_WHAT THE TASK ASKS_
Where a line of the material contains the string "None", copy that line.

_INPUT DATA_
******
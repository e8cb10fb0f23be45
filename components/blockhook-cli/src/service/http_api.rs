use std::{
    collections::HashMap,
    net::{IpAddr, Ipv4Addr},
    sync::{mpsc::Sender, Arc, Mutex},
};

use blockhook_sdk::{
    hooks::types::{HookSpecification, HookSpecificationNetworkMap},
    observer::ObserverCommand,
    utils::Context,
};
use hiro_system_kit::slog;
use redis::{Commands, Connection};
use rocket::serde::json::{json, Json, Value as JsonValue};
use rocket::State;
use rocket::{
    config::{self, Config, LogLevel},
    Shutdown,
};
use rocket_okapi::{okapi::openapi3::OpenApi, openapi, openapi_get_routes_spec};
use std::error::Error;

use crate::config::PredicatesApiConfig;

use super::{open_readwrite_predicates_db_conn, PredicateStatus};

pub async fn start_predicate_api_server(
    api_config: PredicatesApiConfig,
    observer_commands_tx: Sender<ObserverCommand>,
    ctx: Context,
) -> Result<Shutdown, Box<dyn Error + Send + Sync>> {
    let log_level = LogLevel::Off;

    let mut shutdown_config = config::Shutdown::default();
    shutdown_config.ctrlc = false;
    shutdown_config.grace = 1;
    shutdown_config.mercy = 1;

    let control_config = Config {
        port: api_config.http_port,
        workers: 1,
        address: IpAddr::V4(Ipv4Addr::new(0, 0, 0, 0)),
        keep_alive: 5,
        temp_dir: std::env::temp_dir().into(),
        log_level,
        cli_colors: false,
        shutdown: shutdown_config,
        ..Config::default()
    };

    let (routes, _) = get_routes_spec();

    let background_job_tx_mutex = Arc::new(Mutex::new(observer_commands_tx.clone()));

    let ctx_cloned = ctx.clone();

    let ignite = rocket::custom(control_config)
        .manage(background_job_tx_mutex)
        .manage(api_config)
        .manage(ctx_cloned)
        .mount("/", routes)
        .ignite()
        .await?;

    let predicate_api_shutdown = ignite.shutdown();

    let _ = std::thread::spawn(move || {
        let _ = hiro_system_kit::nestable_block_on(ignite.launch());
    });
    Ok(predicate_api_shutdown)
}

#[openapi(tag = "Health Check")]
#[get("/ping")]
fn handle_ping(ctx: &State<Context>) -> Json<JsonValue> {
    ctx.try_log(|logger| slog::info!(logger, "Handling HTTP GET /ping"));
    Json(json!({
        "status": 200,
        "result": "blockhook service up and running",
    }))
}

#[openapi(tag = "Managing Predicates")]
#[get("/v1/chainhooks", format = "application/json")]
fn handle_get_predicates(
    api_config: &State<PredicatesApiConfig>,
    ctx: &State<Context>,
) -> Json<JsonValue> {
    ctx.try_log(|logger| slog::info!(logger, "Handling HTTP GET /v1/chainhooks"));
    match open_readwrite_predicates_db_conn(api_config) {
        Ok(mut predicates_db_conn) => {
            let predicates = match get_entries_from_predicates_db(&mut predicates_db_conn, ctx) {
                Ok(predicates) => predicates,
                Err(e) => {
                    ctx.try_log(|logger| slog::warn!(logger, "unable to retrieve predicates: {e}"));
                    return Json(json!({
                        "status": 500,
                        "message": "unable to retrieve predicates",
                    }));
                }
            };

            let serialized_predicates = predicates
                .iter()
                .map(|(p, s)| serialized_predicate_with_status(p, s))
                .collect::<Vec<_>>();

            Json(json!({
                "status": 200,
                "result": serialized_predicates
            }))
        }
        Err(e) => Json(json!({
            "status": 500,
            "message": e,
        })),
    }
}

#[openapi(tag = "Managing Predicates")]
#[post("/v1/chainhooks", format = "application/json", data = "<predicate>")]
fn handle_create_predicate(
    predicate: Result<Json<HookSpecificationNetworkMap>, rocket::serde::json::Error>,
    api_config: &State<PredicatesApiConfig>,
    background_job_tx: &State<Arc<Mutex<Sender<ObserverCommand>>>>,
    ctx: &State<Context>,
) -> Json<JsonValue> {
    ctx.try_log(|logger| slog::info!(logger, "Handling HTTP POST /v1/chainhooks"));
    let predicate = match predicate {
        Err(e) => {
            return Json(json!({
                "status": 422,
                "error": e.to_string(),
            }))
        }
        Ok(predicate) => {
            let predicate = predicate.into_inner();
            if let Err(e) = predicate.validate() {
                return Json(json!({
                    "status": 422,
                    "error": e,
                }));
            }
            predicate
        }
    };

    let predicate_uuid = predicate.get_uuid().to_string();

    if let Ok(mut predicates_db_conn) = open_readwrite_predicates_db_conn(api_config) {
        match get_entry_from_predicates_db(
            &HookSpecification::either_stx_or_btc_key(&predicate_uuid),
            &mut predicates_db_conn,
            ctx,
        ) {
            Ok(Some(_)) => {
                return Json(json!({
                    "status": 409,
                    "error": "Predicate uuid already in use",
                }))
            }
            _ => {}
        }
    }

    let background_job_tx = background_job_tx.inner();
    if let Ok(tx) = background_job_tx.lock() {
        let _ = tx.send(ObserverCommand::RegisterPredicate(predicate));
    };

    Json(json!({
        "status": 200,
        "result": predicate_uuid,
    }))
}

#[openapi(tag = "Managing Predicates")]
#[get("/v1/chainhooks/<predicate_uuid>", format = "application/json")]
fn handle_get_predicate(
    predicate_uuid: String,
    api_config: &State<PredicatesApiConfig>,
    ctx: &State<Context>,
) -> Json<JsonValue> {
    ctx.try_log(|logger| {
        slog::info!(logger, "Handling HTTP GET /v1/chainhooks/{}", predicate_uuid)
    });

    match open_readwrite_predicates_db_conn(api_config) {
        Ok(mut predicates_db_conn) => {
            let (predicate, status) = match get_entry_from_predicates_db(
                &HookSpecification::either_stx_or_btc_key(&predicate_uuid),
                &mut predicates_db_conn,
                ctx,
            ) {
                Ok(Some(predicate_with_status)) => predicate_with_status,
                _ => {
                    return Json(json!({
                        "status": 404,
                    }))
                }
            };
            let result = serialized_predicate_with_status(&predicate, &status);
            Json(json!({
                "status": 200,
                "result": result
            }))
        }
        Err(e) => Json(json!({
            "status": 500,
            "message": e,
        })),
    }
}

#[openapi(tag = "Managing Predicates")]
#[delete("/v1/chainhooks/stacks/<predicate_uuid>", format = "application/json")]
fn handle_delete_stacks_predicate(
    predicate_uuid: String,
    background_job_tx: &State<Arc<Mutex<Sender<ObserverCommand>>>>,
    ctx: &State<Context>,
) -> Json<JsonValue> {
    ctx.try_log(|logger| {
        slog::info!(
            logger,
            "Handling HTTP DELETE /v1/chainhooks/stacks/{}",
            predicate_uuid
        )
    });

    let background_job_tx = background_job_tx.inner();
    if let Ok(tx) = background_job_tx.lock() {
        let _ = tx.send(ObserverCommand::DeregisterStacksPredicate(predicate_uuid));
    };

    Json(json!({
        "status": 200,
        "result": "Ok",
    }))
}

#[openapi(tag = "Managing Predicates")]
#[delete("/v1/chainhooks/bitcoin/<predicate_uuid>", format = "application/json")]
fn handle_delete_bitcoin_predicate(
    predicate_uuid: String,
    background_job_tx: &State<Arc<Mutex<Sender<ObserverCommand>>>>,
    ctx: &State<Context>,
) -> Json<JsonValue> {
    ctx.try_log(|logger| {
        slog::info!(
            logger,
            "Handling HTTP DELETE /v1/chainhooks/bitcoin/{}",
            predicate_uuid
        )
    });

    let background_job_tx = background_job_tx.inner();
    if let Ok(tx) = background_job_tx.lock() {
        let _ = tx.send(ObserverCommand::DeregisterBitcoinPredicate(predicate_uuid));
    };

    Json(json!({
        "status": 200,
        "result": "Ok",
    }))
}

pub fn get_entry_from_predicates_db(
    predicate_key_pattern: &str,
    predicate_db_conn: &mut Connection,
    ctx: &Context,
) -> Result<Option<(HookSpecification, PredicateStatus)>, String> {
    let keys: Vec<String> = predicate_db_conn
        .scan_match::<_, String>(predicate_key_pattern)
        .map_err(|e| format!("unable to scan predicates: {}", e))?
        .into_iter()
        .collect();
    let Some(predicate_key) = keys.first() else {
        return Ok(None);
    };

    let entry: HashMap<String, String> = predicate_db_conn.hgetall(predicate_key).map_err(|e| {
        format!(
            "unable to load predicate associated with key {}: {}",
            predicate_key, e
        )
    })?;

    let encoded_spec = match entry.get("specification") {
        None => return Ok(None),
        Some(payload) => payload,
    };

    let spec = HookSpecification::deserialize_specification(encoded_spec)?;

    let encoded_status = match entry.get("status") {
        None => {
            ctx.try_log(|logger| {
                slog::warn!(
                    logger,
                    "found predicate specification with no status for predicate {}",
                    predicate_key
                )
            });
            return Ok(Some((spec, PredicateStatus::New)));
        }
        Some(payload) => payload,
    };

    let status = serde_json::from_str(encoded_status).map_err(|e| format!("{}", e))?;

    Ok(Some((spec, status)))
}

pub fn get_entries_from_predicates_db(
    predicate_db_conn: &mut Connection,
    ctx: &Context,
) -> Result<Vec<(HookSpecification, PredicateStatus)>, String> {
    let predicates_to_load: Vec<String> = predicate_db_conn
        .scan_match::<_, String>(HookSpecification::either_stx_or_btc_key("*"))
        .map_err(|e| format!("unable to connect to redis: {}", e))?
        .into_iter()
        .collect();

    let mut predicates = vec![];
    for predicate_key in predicates_to_load.iter() {
        let hook = match get_entry_from_predicates_db(predicate_key, predicate_db_conn, ctx) {
            Ok(Some((spec, status))) => (spec, status),
            Ok(None) => {
                warn!(
                    ctx.expect_logger(),
                    "unable to load predicate associated with key {}", predicate_key,
                );
                continue;
            }
            Err(e) => {
                error!(
                    ctx.expect_logger(),
                    "unable to load predicate associated with key {}: {}", predicate_key, e
                );
                continue;
            }
        };
        predicates.push(hook);
    }
    Ok(predicates)
}

pub fn load_predicates_from_redis(
    config: &crate::config::Config,
    ctx: &Context,
) -> Result<Vec<(HookSpecification, PredicateStatus)>, String> {
    let redis_uri: &str = config.expected_api_database_uri();
    let client = redis::Client::open(redis_uri)
        .map_err(|e| format!("unable to connect to redis: {}", e))?;
    let mut predicate_db_conn = client
        .get_connection()
        .map_err(|e| format!("unable to connect to redis: {}", e))?;
    get_entries_from_predicates_db(&mut predicate_db_conn, ctx)
}

pub fn document_predicate_api_server() -> Result<String, String> {
    let (_, spec) = get_routes_spec();
    let json_spec = serde_json::to_string_pretty(&spec)
        .map_err(|e| format!("failed to serialize openapi spec: {}", e))?;
    Ok(json_spec)
}

pub fn get_routes_spec() -> (Vec<rocket::Route>, OpenApi) {
    openapi_get_routes_spec![
        handle_ping,
        handle_get_predicates,
        handle_get_predicate,
        handle_create_predicate,
        handle_delete_bitcoin_predicate,
        handle_delete_stacks_predicate
    ]
}

fn serialized_predicate_with_status(
    predicate: &HookSpecification,
    status: &PredicateStatus,
) -> JsonValue {
    match (predicate, status) {
        (HookSpecification::Stacks(spec), status) => json!({
            "chain": "stacks",
            "uuid": spec.uuid,
            "network": spec.network,
            "predicate": spec.predicate,
            "status": status,
            "enabled": spec.enabled,
        }),
        (HookSpecification::Bitcoin(spec), status) => json!({
            "chain": "bitcoin",
            "uuid": spec.uuid,
            "network": spec.network,
            "predicate": spec.predicate,
            "status": status,
            "enabled": spec.enabled,
        }),
    }
}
******
_OUTPUT_
        return Ok(None);
        None => return Ok(None),
        None => {
            Ok(None) => {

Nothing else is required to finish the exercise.